The present invention makes it possible to further reduce the hologram size and increase the recording density when the optical axis of the information light does not coincide with the diffracted light! It is an object of the present invention to provide a possible optical information recording method and recording medium. It is another object of the present invention to provide an optical information recording method and a recording medium that can improve the reliability of recording and reproduction more than ever.

 Means for solving the problem

 In order to solve the above-described problems, the optical information recording method of the present invention uses a recording reference light and a spatial modulation pattern for information light displayed on a spatial light modulator having a plurality of pixels. Light for recording interference fringes between the recording reference light and the information light in the hologram recording layer of the recording medium by irradiating the spatially modulated information light with the objective lens so as to converge on the recording medium In the information recording method, the optical axial force of the information light directed from the spatial light modulator to the objective lens is m-order (m = 0, ± 1, ± diffracted by the spatial light modulator. 2)), the information light spatial modulation pattern includes a plurality of reference marks, and the spatial frequency in the area of the reference marks is higher than the basic spatial frequency of the spatial light modulator. It includes a small spatial frequency.

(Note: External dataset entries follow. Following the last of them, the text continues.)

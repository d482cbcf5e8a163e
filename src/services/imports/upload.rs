use actix_multipart::Multipart;
use futures_util::StreamExt;

use crate::models::ErrorCode;

/// 上传读取错误
#[derive(Debug)]
pub enum UploadError {
    Missing,
    TooLarge(usize),
    Read(String),
}

impl UploadError {
    pub fn error_code(&self) -> ErrorCode {
        match self {
            Self::Missing => ErrorCode::ImportFileMissing,
            Self::TooLarge(_) => ErrorCode::ImportFileTooLarge,
            Self::Read(_) => ErrorCode::ImportFileDataInvalid,
        }
    }

    pub fn message(&self) -> String {
        match self {
            Self::Missing => "No file was uploaded in field 'file'".to_string(),
            Self::TooLarge(limit) => format!("File exceeds the maximum size of {limit} bytes"),
            Self::Read(msg) => format!("Failed to read uploaded file: {msg}"),
        }
    }
}

/// 读取 multipart 中名为 file 的字段
pub async fn read_file_field(
    payload: &mut Multipart,
    max_size: usize,
) -> Result<Vec<u8>, UploadError> {
    let mut file_bytes = Vec::new();
    let mut found = false;

    while let Some(item) = payload.next().await {
        let mut field = item.map_err(|e| UploadError::Read(e.to_string()))?;

        if field.name() != Some("file") {
            continue;
        }
        found = true;

        while let Some(chunk) = field.next().await {
            let data = chunk.map_err(|e| UploadError::Read(e.to_string()))?;
            if file_bytes.len() + data.len() > max_size {
                return Err(UploadError::TooLarge(max_size));
            }
            file_bytes.extend_from_slice(&data);
        }
    }

    if !found {
        return Err(UploadError::Missing);
    }

    Ok(file_bytes)
}
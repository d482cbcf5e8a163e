pub mod entities;
pub mod requests;
pub mod responses;

pub use entities::{Gender, NewStudent, Student, StudentFields};
pub use requests::{CreateStudentRequest, StudentListQuery, UpdateStudentRequest};
pub use responses::{ClassListResponse, StudentListResponse};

[0026] Further, in the optical information recording method, the direction of the optical axis of the information light is within the range of the traveling direction of the (m + O. 2) order to (m + O. 8) order diffracted light. It is preferable. Further, in the spatial light modulator, the plurality of pixels are arranged in a lattice shape, and the optical axis direction of the information light is approximately (m + O) with respect to the diagonal direction of the lattice of the plurality of pixels. 5) Next It is preferable to coincide with the traveling direction of the diffracted light.

 Furthermore, in the optical information recording method, it is preferable that the spatial frequency in the area of the reference mark includes a spatial frequency that is half of the fundamental spatial frequency of the spatial light modulator. The reference mark preferably includes a pattern in which pixels having different attributes are alternately arranged.

 Furthermore, in the optical information recording method, it is preferable that the direction of the optical axis of the information light is perpendicular to the spatial light modulator.

[0029] Further, the recording medium of the present invention is characterized in that interference fringes are recorded on the hologram recording layer by the optical information recording method.

 The invention's effect

 [0030] In the optical information recording method of the present invention, bright spots with a plurality of fundamental spatial frequencies are arranged in the strongest region by shifting the optical axis of the outgoing light toward the objective lens from the m-th order diffracted light. And the intensity of the interference fringes can be increased. In addition, the output angle Θ from the spatial light modulator is caused by errors in the tilt angle of the reflective surface of the pixel.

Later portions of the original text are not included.